Cambridge in the 1930s no longer paid much attention to the object of medieval universities, instruction for the professions requiring special forms of knowledge – the clergy, the law and medicine – although it made provision for the early stages of training for them. Its purpose, at least in the arts, was not to train experts, but to form members of a ruling class. In the past this had been done on the basis of an education in the classics of ancient Greece and, above all, Rome, largely achieved by instructing the young in such esoteric practices as writing Greek and Latin verse. This tradition was far from dead. Something like seventy-five people (as against about fifty each in history and natural sciences) won scholarships or exhibitions in classics in the 1935 scholarship examination, most of them, of course, from the public schools, since not many grammar schools like my own taught Greek. But increasingly since the late nineteenth century history (centred on the political and constitutional development of England) had become the vehicle for all-purpose ‘general education’ at Cambridge. It was therefore taken by undergraduates in their hundreds, almost none of whom envisaged using it to earn their living, except perhaps as schoolmasters. It was not an intellectually very demanding subject.

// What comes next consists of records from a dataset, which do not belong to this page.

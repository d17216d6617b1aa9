// ============================
// crates/backend-lib/src/handlers/notifications.rs
// ============================
use crate::error::AppError;
use crate::middleware::CurrentAccount;
use crate::storage::Storage;
use crate::AppState;
use axum::{
    extract::{Path, State},
    Json,
};
use std::sync::Arc;
use talent_auth_common::{
    MarkAllReadResponse, MessageResponse, NotificationView, UnreadCountResponse,
};

/// Notifications of the current account, newest first
pub async fn list<S: Storage + Clone>(
    State(state): State<Arc<AppState<S>>>,
    current: CurrentAccount,
) -> Result<Json<Vec<NotificationView>>, AppError> {
    Ok(Json(state.auth.notifications(current.account.id).await?))
}

pub async fn mark_read<S: Storage + Clone>(
    State(state): State<Arc<AppState<S>>>,
    current: CurrentAccount,
    Path(id): Path<u64>,
) -> Result<Json<MessageResponse>, AppError> {
    let reply = state
        .auth
        .mark_notification_read(current.account.id, id)
        .await?;
    Ok(Json(reply))
}

pub async fn mark_all_read<S: Storage + Clone>(
    State(state): State<Arc<AppState<S>>>,
    current: CurrentAccount,
) -> Result<Json<MarkAllReadResponse>, AppError> {
    Ok(Json(
        state
            .auth
            .mark_all_notifications_read(current.account.id)
            .await?,
    ))
}

pub async fn unread_count<S: Storage + Clone>(
    State(state): State<Arc<AppState<S>>>,
    current: CurrentAccount,
) -> Result<Json<UnreadCountResponse>, AppError> {
    Ok(Json(state.auth.unread_count(current.account.id).await?))
}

The essential elements in a Cambridge education outside the natural sciences were the weekly essay written for a private session with a ‘supervisor’, and the Tripos, the degree examination in two parts, at the end of a one-year and a two-year course. Lectures were less important. They were mainly aimed at those who relied on the notes taken in the so-called ‘bread-and-butter courses’ to get them through the Tripos. Good students soon discovered that they could get more out of an hour’s reading in the magnificent libraries of college, faculty and university than an hour’s listening to undemanding public speech. Except for the ‘Special Subject’ taken in one’s last year, I doubt whether I went to any lecture course consistently after my first term, other than M. M. Postan’s economic history lectures, lectures so intellectually exciting – at the time I wrote about ‘that air of revivalism that pervaded’ them8 – that they brought the brightest of my generation of history students out at nine a.m. Good students might end by hardly going to lectures at all, but nobody seemed to mind. We learned more from reading and talking to other good students.